THE CAT LADY
Female (18-22)
What is it with boyfriends and cats? You'd think I was some kind of jezebel with the infidelity issues that plague my relationships. Duchess and Duke, my precious purring pusses, are more like my biological children than they are my lovers. And yet every boyfriend I've had has ultimately threatened, "It's me or the felines, Phoebe." Oh grow up, I say. I am not an extremist pet owner. Sure, I serve my kitties fresh mahi-mahi for dinner, but with royal names like Duchess and Duke, how could I insult them with a mixed medley of mackerel mush? And yes, I take them to an animal behavioral psychologist once a week but for one reason only. With all these men in and out of their lives, how else will they learn to trust? And so what if I paint Duke's claws pink. He's artistic. His scratch-work on the side of my couch is frame-worthy.
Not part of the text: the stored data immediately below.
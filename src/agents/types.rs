// src/agents/types.rs
use std::collections::BTreeMap;

use chrono::{DateTime, Utc};
use serde::{Deserialize, Serialize};

use crate::query::DateRange;

/// One discovered item from exactly one source, before any filtering.
#[derive(Debug, Clone, PartialEq, Eq, Serialize, Deserialize)]
pub struct RawResult {
    pub source: String,
    pub title: String,
    pub url: String,
    /// Snippet or body text; may be empty when the source exposes none.
    pub content: String,
    pub published_at: Option<DateTime<Utc>>,
    /// Source-specific extras (score, comment count, subreddit, ...). Opaque
    /// to the pipeline; the degraded marker also lands here.
    #[serde(default)]
    pub source_metadata: BTreeMap<String, String>,
}

impl RawResult {
    /// Dedup identity within a bundle: (source, url).
    pub fn dedup_key(&self) -> (&str, &str) {
        (&self.source, &self.url)
    }
}

/// Key under which adapters record a degraded fetch on each item.
pub const META_DEGRADED: &str = "degraded";

/// Accept only absolute http(s) URLs; everything else is dropped at parse time.
pub fn is_absolute_url(url: &str) -> bool {
    let rest = match url
        .strip_prefix("https://")
        .or_else(|| url.strip_prefix("http://"))
    {
        Some(r) => r,
        None => return false,
    };
    let host = rest.split(['/', '?', '#']).next().unwrap_or_default();
    !host.is_empty() && !host.contains(char::is_whitespace)
}

/// Outcome of a successful crawl. `degraded` is set when the adapter had to
/// use a lower-confidence path (public endpoint instead of an authenticated
/// API); the controller accepts it immediately without retry.
#[derive(Debug, Clone, Default)]
pub struct Crawl {
    pub items: Vec<RawResult>,
    pub degraded: Option<String>,
}

impl Crawl {
    pub fn ok(items: Vec<RawResult>) -> Self {
        Self {
            items,
            degraded: None,
        }
    }

    pub fn degraded(mut items: Vec<RawResult>, reason: impl Into<String>) -> Self {
        let reason = reason.into();
        for item in &mut items {
            item.source_metadata
                .insert(META_DEGRADED.to_string(), reason.clone());
        }
        Self {
            items,
            degraded: Some(reason),
        }
    }
}

/// Transient, source-scoped failure (network, HTTP 5xx/429, auth). The
/// controller retries these with backoff; zero results is NOT an error.
#[derive(Debug, Clone)]
pub struct SourceUnavailable {
    pub source: String,
    pub reason: String,
}

impl std::fmt::Display for SourceUnavailable {
    fn fmt(&self, f: &mut std::fmt::Formatter<'_>) -> std::fmt::Result {
        write!(f, "source `{}` unavailable: {}", self.source, self.reason)
    }
}

impl std::error::Error for SourceUnavailable {}

impl SourceUnavailable {
    pub fn new(source: impl Into<String>, reason: impl Into<String>) -> Self {
        Self {
            source: source.into(),
            reason: reason.into(),
        }
    }
}

/// Capability contract every source adapter implements. Adapters are selected
/// by tag through the registry, never by concrete type.
#[async_trait::async_trait]
pub trait SourceAdapter: Send + Sync {
    /// Stable lowercase identifier; every produced item is tagged with it.
    fn name(&self) -> &'static str;

    /// Fetch candidate items for the keywords. Finite, re-executes the
    /// underlying fetch on every call.
    async fn crawl(
        &self,
        keywords: &[String],
        detail: &str,
        date_range: Option<&DateRange>,
    ) -> Result<Crawl, SourceUnavailable>;

    /// Whether a URL belongs to this adapter's domain allow-list. Used by the
    /// dynamic-registration path when routing an unseen domain.
    fn supports(&self, domain: &str) -> bool;
}

#[cfg(test)]
mod tests {
    use super::*;

    #[test]
    fn absolute_url_check() {
        assert!(is_absolute_url("https://example.com/a?b=1"));
        assert!(is_absolute_url("http://example.com"));
        assert!(!is_absolute_url("/relative/path"));
        assert!(!is_absolute_url("ftp://example.com"));
        assert!(!is_absolute_url("https://"));
        assert!(!is_absolute_url("https://bad host/x"));
    }

    #[test]
    fn degraded_crawl_marks_metadata() {
        let items = vec![RawResult {
            source: "reddit".into(),
            title: "t".into(),
            url: "https://example.com".into(),
            content: String::new(),
            published_at: None,
            source_metadata: BTreeMap::new(),
        }];
        let crawl = Crawl::degraded(items, "public endpoint");
        assert_eq!(crawl.degraded.as_deref(), Some("public endpoint"));
        assert_eq!(
            crawl.items[0].source_metadata.get(META_DEGRADED).map(String::as_str),
            Some("public endpoint")
        );
    }
}
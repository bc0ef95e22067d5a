//! Issue Scout — Binary Entrypoint
//! Boots the Axum HTTP server and the subscription scheduler, wiring the
//! adapter registry, LLM clients, store and notifier together.

use std::sync::Arc;

use anyhow::Context;
use tracing::{info, warn};
use tracing_subscriber::{fmt, prelude::*, EnvFilter};

use issue_scout::agents::AdapterRegistry;
use issue_scout::api::{create_router, AppState};
use issue_scout::config::ScoutConfig;
use issue_scout::controller::Controller;
use issue_scout::llm::{DisabledLlm, FallbackLlm, LlmClient};
use issue_scout::metrics::Metrics;
use issue_scout::notify::{EmailSender, LogNotifier, Notifier};
use issue_scout::process::ResultProcessor;
use issue_scout::subscribe::{
    JsonFileStore, MemoryStore, Scheduler, SubscriptionStore,
};

fn init_tracing() {
    let filter = EnvFilter::try_from_default_env()
        .unwrap_or_else(|_| EnvFilter::new("issue_scout=info,warn"));
    tracing_subscriber::registry()
        .with(filter)
        .with(fmt::layer().compact())
        .init();
}

#[tokio::main]
async fn main() -> anyhow::Result<()> {
    // Load .env in local/dev; no-op in production environments.
    let _ = dotenvy::dotenv();
    init_tracing();

    let cfg = ScoutConfig::load()?;
    let metrics = Metrics::init();

    let registry = Arc::new(AdapterRegistry::with_defaults());
    let controller = Arc::new(Controller::new(registry, cfg.controller_cfg()));

    let llm: Arc<dyn LlmClient> = match FallbackLlm::from_env() {
        Some(mux) => Arc::new(mux),
        None => {
            warn!("no LLM provider configured; results will go unscored");
            Arc::new(DisabledLlm)
        }
    };
    let processor = Arc::new(ResultProcessor::new(llm, cfg.pipeline_cfg()));

    let store: Arc<dyn SubscriptionStore> = if cfg.storage.path.is_empty() {
        Arc::new(MemoryStore::new())
    } else {
        Arc::new(JsonFileStore::open(&cfg.storage.path)?)
    };

    let notifier: Arc<dyn Notifier> = match EmailSender::from_env() {
        Ok(sender) => Arc::new(sender),
        Err(e) => {
            warn!(error = %e, "smtp not configured; notifications will only be logged");
            Arc::new(LogNotifier)
        }
    };

    let scheduler = Scheduler::new(
        Arc::clone(&store),
        Arc::clone(&controller),
        Arc::clone(&processor),
        notifier,
        cfg.scheduler_cfg(),
    );
    let _scheduler_handle = scheduler.start();

    let state = AppState {
        controller,
        processor,
        store,
        scheduler,
    };
    let router = create_router(state).merge(metrics.router());

    let addr = std::env::var("SCOUT_ADDR").unwrap_or_else(|_| "0.0.0.0:8000".to_string());
    let listener = tokio::net::TcpListener::bind(&addr)
        .await
        .with_context(|| format!("binding {addr}"))?;
    info!(%addr, "issue-scout listening");
    axum::serve(listener, router).await?;
    Ok(())
}
// src/notify/mod.rs
//! Delivery contract for filtered digests plus rendering helpers. The core
//! only needs `send`; the transport (SMTP here) is an implementation detail.

pub mod email;

use thiserror::Error;
use tracing::info;

use crate::process::FilteredResult;

pub use email::EmailSender;

#[derive(Debug, Clone, Error)]
#[error("notification delivery failed: {0}")]
pub struct DeliveryFailure(pub String);

#[async_trait::async_trait]
pub trait Notifier: Send + Sync {
    async fn send(
        &self,
        recipient: &str,
        subject: &str,
        body: &FilteredResult,
    ) -> Result<(), DeliveryFailure>;
}

/// Logs instead of delivering. Used when no SMTP transport is configured, so
/// local runs still show what would have been sent.
pub struct LogNotifier;

#[async_trait::async_trait]
impl Notifier for LogNotifier {
    async fn send(
        &self,
        recipient: &str,
        subject: &str,
        body: &FilteredResult,
    ) -> Result<(), DeliveryFailure> {
        info!(
            target: "subscribe",
            recipient,
            subject,
            results = body.total_count,
            "notification (log only)"
        );
        Ok(())
    }
}

/// Subject line for a digest delivery.
pub fn digest_subject(keywords: &[String], total: usize) -> String {
    format!("{total} new issues: {}", keywords.join(", "))
}

/// Plain-text digest body: summary first, then per-source items with score,
/// url and reason.
pub fn render_digest(result: &FilteredResult) -> String {
    let mut out = String::new();
    if !result.summary.is_empty() {
        out.push_str(&result.summary);
        out.push_str("\n\n");
    }
    for source in &result.results_by_source {
        out.push_str(&format!(
            "== {} ({} results) ==\n",
            source.source,
            source.results.len()
        ));
        for item in &source.results {
            out.push_str(&format!(
                "[{}/10] {}\n    {}\n",
                item.relevance_score, item.raw.title, item.raw.url
            ));
            if !item.relevance_reason.is_empty() {
                out.push_str(&format!("    {}\n", item.relevance_reason));
            }
        }
        out.push('\n');
    }
    if result.total_count == 0 {
        out.push_str("No new results matched your criteria.\n");
    }
    out
}
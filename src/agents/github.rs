// src/agents/github.rs
//! GitHub issue-search adapter over the REST search API. A personal access
//! token (GITHUB_TOKEN) raises the rate limit; without one the same endpoint
//! still answers, so the unauthenticated path is reported as degraded rather
//! than failing the source.

use std::collections::BTreeMap;
use std::time::Duration;

use chrono::{DateTime, Utc};
use metrics::{counter, histogram};
use serde::Deserialize;

use crate::agents::types::{is_absolute_url, Crawl, RawResult, SourceAdapter, SourceUnavailable};
use crate::agents::{cap_content, clean_fragment};
use crate::query::DateRange;

const SOURCE: &str = "github";
const PAGE_LIMIT: u32 = 50;
const MAX_BODY_CHARS: usize = 1_500;

const ENV_TOKEN: &str = "GITHUB_TOKEN";

pub struct GithubAdapter {
    mode: Mode,
}

enum Mode {
    Fixture(String),
    Http {
        client: reqwest::Client,
        token: Option<String>,
    },
}

#[derive(Debug, Deserialize)]
struct SearchResponse {
    #[serde(default)]
    items: Vec<Issue>,
}

#[derive(Debug, Deserialize)]
struct Issue {
    #[serde(default)]
    title: String,
    #[serde(default)]
    html_url: String,
    #[serde(default)]
    body: Option<String>,
    #[serde(default)]
    created_at: Option<DateTime<Utc>>,
    #[serde(default)]
    comments: i64,
    #[serde(default)]
    state: String,
}

impl GithubAdapter {
    pub fn from_env() -> Self {
        let token = std::env::var(ENV_TOKEN).ok().filter(|t| !t.is_empty());
        let client = reqwest::Client::builder()
            .user_agent("issue-scout/0.1 (keyword issue digest)")
            .connect_timeout(Duration::from_secs(5))
            .timeout(Duration::from_secs(20))
            .build()
            .expect("reqwest client");
        Self {
            mode: Mode::Http { client, token },
        }
    }

    /// Parse a saved search payload instead of fetching; for tests.
    pub fn from_fixture(json: &str) -> Self {
        Self {
            mode: Mode::Fixture(json.to_string()),
        }
    }

    fn search_url(keywords: &[String], date_range: Option<&DateRange>) -> String {
        let mut q: String = keywords.join(" ");
        if let Some(range) = date_range {
            q.push_str(&format!(
                " created:{}..{}",
                range.start().format("%Y-%m-%d"),
                range.end().format("%Y-%m-%d")
            ));
        }
        let encoded: String = q
            .split_whitespace()
            .collect::<Vec<_>>()
            .join("+");
        format!(
            "https://api.github.com/search/issues?q={encoded}&sort=created&order=desc&per_page={PAGE_LIMIT}"
        )
    }

    fn parse_issues(json: &str) -> Result<Vec<RawResult>, String> {
        let t0 = std::time::Instant::now();
        let resp: SearchResponse = serde_json::from_str(json).map_err(|e| format!("json: {e}"))?;

        let mut items = Vec::with_capacity(resp.items.len());
        for issue in resp.items {
            let title = clean_fragment(&issue.title);
            if title.is_empty() || !is_absolute_url(&issue.html_url) {
                continue;
            }
            let mut meta = BTreeMap::new();
            meta.insert("comments".to_string(), issue.comments.to_string());
            if !issue.state.is_empty() {
                meta.insert("state".to_string(), issue.state);
            }
            items.push(RawResult {
                source: SOURCE.to_string(),
                title,
                url: issue.html_url,
                content: cap_content(
                    &clean_fragment(issue.body.as_deref().unwrap_or_default()),
                    MAX_BODY_CHARS,
                ),
                published_at: issue.created_at,
                source_metadata: meta,
            });
        }

        histogram!("crawl_parse_ms").record(t0.elapsed().as_secs_f64() * 1_000.0);
        counter!("crawl_results_total").increment(items.len() as u64);
        Ok(items)
    }
}

#[async_trait::async_trait]
impl SourceAdapter for GithubAdapter {
    fn name(&self) -> &'static str {
        SOURCE
    }

    async fn crawl(
        &self,
        keywords: &[String],
        _detail: &str,
        date_range: Option<&DateRange>,
    ) -> Result<Crawl, SourceUnavailable> {
        match &self.mode {
            Mode::Fixture(json) => {
                let items =
                    Self::parse_issues(json).map_err(|e| SourceUnavailable::new(SOURCE, e))?;
                Ok(Crawl::ok(items))
            }
            Mode::Http { client, token } => {
                let url = Self::search_url(keywords, date_range);
                let mut req = client
                    .get(&url)
                    .header("Accept", "application/vnd.github+json");
                if let Some(token) = token {
                    req = req.bearer_auth(token);
                }
                let resp = req.send().await.map_err(|e| {
                    counter!("crawl_errors_total").increment(1);
                    SourceUnavailable::new(SOURCE, format!("http error: {e}"))
                })?;
                let status = resp.status();
                if !status.is_success() {
                    counter!("crawl_errors_total").increment(1);
                    return Err(SourceUnavailable::new(SOURCE, format!("http status {status}")));
                }
                let body = resp
                    .text()
                    .await
                    .map_err(|e| SourceUnavailable::new(SOURCE, format!("body read: {e}")))?;
                let items =
                    Self::parse_issues(&body).map_err(|e| SourceUnavailable::new(SOURCE, e))?;
                if token.is_some() {
                    Ok(Crawl::ok(items))
                } else {
                    Ok(Crawl::degraded(items, "unauthenticated search"))
                }
            }
        }
    }

    fn supports(&self, domain: &str) -> bool {
        domain.contains("github.com")
    }
}
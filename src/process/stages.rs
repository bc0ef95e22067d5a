// src/process/stages.rs
//! Cheap rule-based reduction stages. Both are pure: no I/O, no suspension.

use crate::agents::types::RawResult;

/// Case-insensitive substring match of any keyword against the text.
fn any_keyword_match(text: &str, keywords: &[String]) -> bool {
    let haystack = text.to_lowercase();
    keywords
        .iter()
        .any(|kw| haystack.contains(&kw.to_lowercase()))
}

/// Stage 1: title heuristic. With no keywords the overlap cannot be computed
/// and the stage passes everything through; `permissive` forces pass-through.
pub fn filter_by_title(
    items: Vec<RawResult>,
    keywords: &[String],
    permissive: bool,
) -> Vec<RawResult> {
    if permissive || keywords.is_empty() {
        return items;
    }
    items
        .into_iter()
        .filter(|item| any_keyword_match(&item.title, keywords))
        .collect()
}

/// Stage 2: content keyword filter. Items with empty content pass through
/// unfiltered; missing data is never penalized.
pub fn filter_by_content(items: Vec<RawResult>, keywords: &[String]) -> Vec<RawResult> {
    if keywords.is_empty() {
        return items;
    }
    items
        .into_iter()
        .filter(|item| item.content.is_empty() || any_keyword_match(&item.content, keywords))
        .collect()
}
// src/query.rs
//! Validated user query: keywords, target sources, a free-text detail hint
//! and an optional inclusive date range. Instances are immutable after
//! construction; the only way in is the validating constructor.

use chrono::{DateTime, Utc};
use serde::{Deserialize, Serialize};

use crate::error::RequestError;

/// Inclusive date bounds for a search period.
#[derive(Debug, Clone, Copy, PartialEq, Eq, Serialize, Deserialize)]
pub struct DateRange {
    start: DateTime<Utc>,
    end: DateTime<Utc>,
}

impl DateRange {
    pub fn new(start: DateTime<Utc>, end: DateTime<Utc>) -> Result<Self, RequestError> {
        if end < start {
            return Err(RequestError::DateRange { start, end });
        }
        Ok(Self { start, end })
    }

    pub fn start(&self) -> DateTime<Utc> {
        self.start
    }

    pub fn end(&self) -> DateTime<Utc> {
        self.end
    }

    pub fn contains(&self, ts: DateTime<Utc>) -> bool {
        self.start <= ts && ts <= self.end
    }
}

/// Wire shape accepted from clients and subscriptions; validated into [`Query`].
#[derive(Debug, Clone, Deserialize)]
pub struct QueryDraft {
    pub keywords: Vec<String>,
    pub sources: Vec<String>,
    #[serde(default)]
    pub detail: String,
    #[serde(default)]
    pub date_range: Option<DateRangeDraft>,
}

#[derive(Debug, Clone, Copy, Deserialize)]
pub struct DateRangeDraft {
    pub start: DateTime<Utc>,
    pub end: DateTime<Utc>,
}

#[derive(Debug, Clone, PartialEq, Serialize, Deserialize)]
#[serde(try_from = "QueryDraft")]
pub struct Query {
    keywords: Vec<String>,
    sources: Vec<String>,
    detail: String,
    date_range: Option<DateRange>,
}

impl Query {
    /// Validate and normalize the raw inputs.
    ///
    /// Keywords are trimmed and deduplicated case-insensitively, keeping the
    /// first occurrence and its casing. Source names are lowercased (registry
    /// keys are lowercase) and deduplicated, order preserved in both cases.
    pub fn new(
        keywords: Vec<String>,
        sources: Vec<String>,
        detail: impl Into<String>,
        date_range: Option<DateRange>,
    ) -> Result<Self, RequestError> {
        let mut kept_keywords: Vec<String> = Vec::with_capacity(keywords.len());
        for kw in keywords {
            let kw = kw.trim();
            if kw.is_empty() {
                continue;
            }
            let dup = kept_keywords.iter().any(|k| k.eq_ignore_ascii_case(kw));
            if !dup {
                kept_keywords.push(kw.to_string());
            }
        }
        if kept_keywords.is_empty() {
            return Err(RequestError::NoKeywords);
        }

        let mut kept_sources: Vec<String> = Vec::with_capacity(sources.len());
        for src in sources {
            let src = src.trim().to_ascii_lowercase();
            if src.is_empty() {
                continue;
            }
            if !kept_sources.contains(&src) {
                kept_sources.push(src);
            }
        }
        if kept_sources.is_empty() {
            return Err(RequestError::NoSources);
        }

        Ok(Self {
            keywords: kept_keywords,
            sources: kept_sources,
            detail: detail.into().trim().to_string(),
            date_range,
        })
    }

    pub fn keywords(&self) -> &[String] {
        &self.keywords
    }

    pub fn sources(&self) -> &[String] {
        &self.sources
    }

    pub fn detail(&self) -> &str {
        &self.detail
    }

    pub fn date_range(&self) -> Option<&DateRange> {
        self.date_range.as_ref()
    }
}

impl TryFrom<QueryDraft> for Query {
    type Error = RequestError;

    fn try_from(draft: QueryDraft) -> Result<Self, Self::Error> {
        let range = draft
            .date_range
            .map(|r| DateRange::new(r.start, r.end))
            .transpose()?;
        Query::new(draft.keywords, draft.sources, draft.detail, range)
    }
}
I say, a man who can't handle a woman and her cats is a man that belongs in the doghouse. And frankly, I think their jealousy is transparent on a "king of the jungle" kind of level. Cats have everything men want. They come and go as they please. They only want affection when they initiate it. They cower to no one. And lifting the lid on the toilet is not even an option much less a requirement. Top it off, Duchess and Duke have something else my exes don't have but want. Me. Unconditionally. Therefore, I balk at the notion that I will end up a lonely spinster with a dander-infested apartment that steam-cleaning companies turn away. I am not nor will I ever become The Cat Lady. That tale ends here. Now if you'll excuse me, Duchess and Duke are late for their Feng Shui class.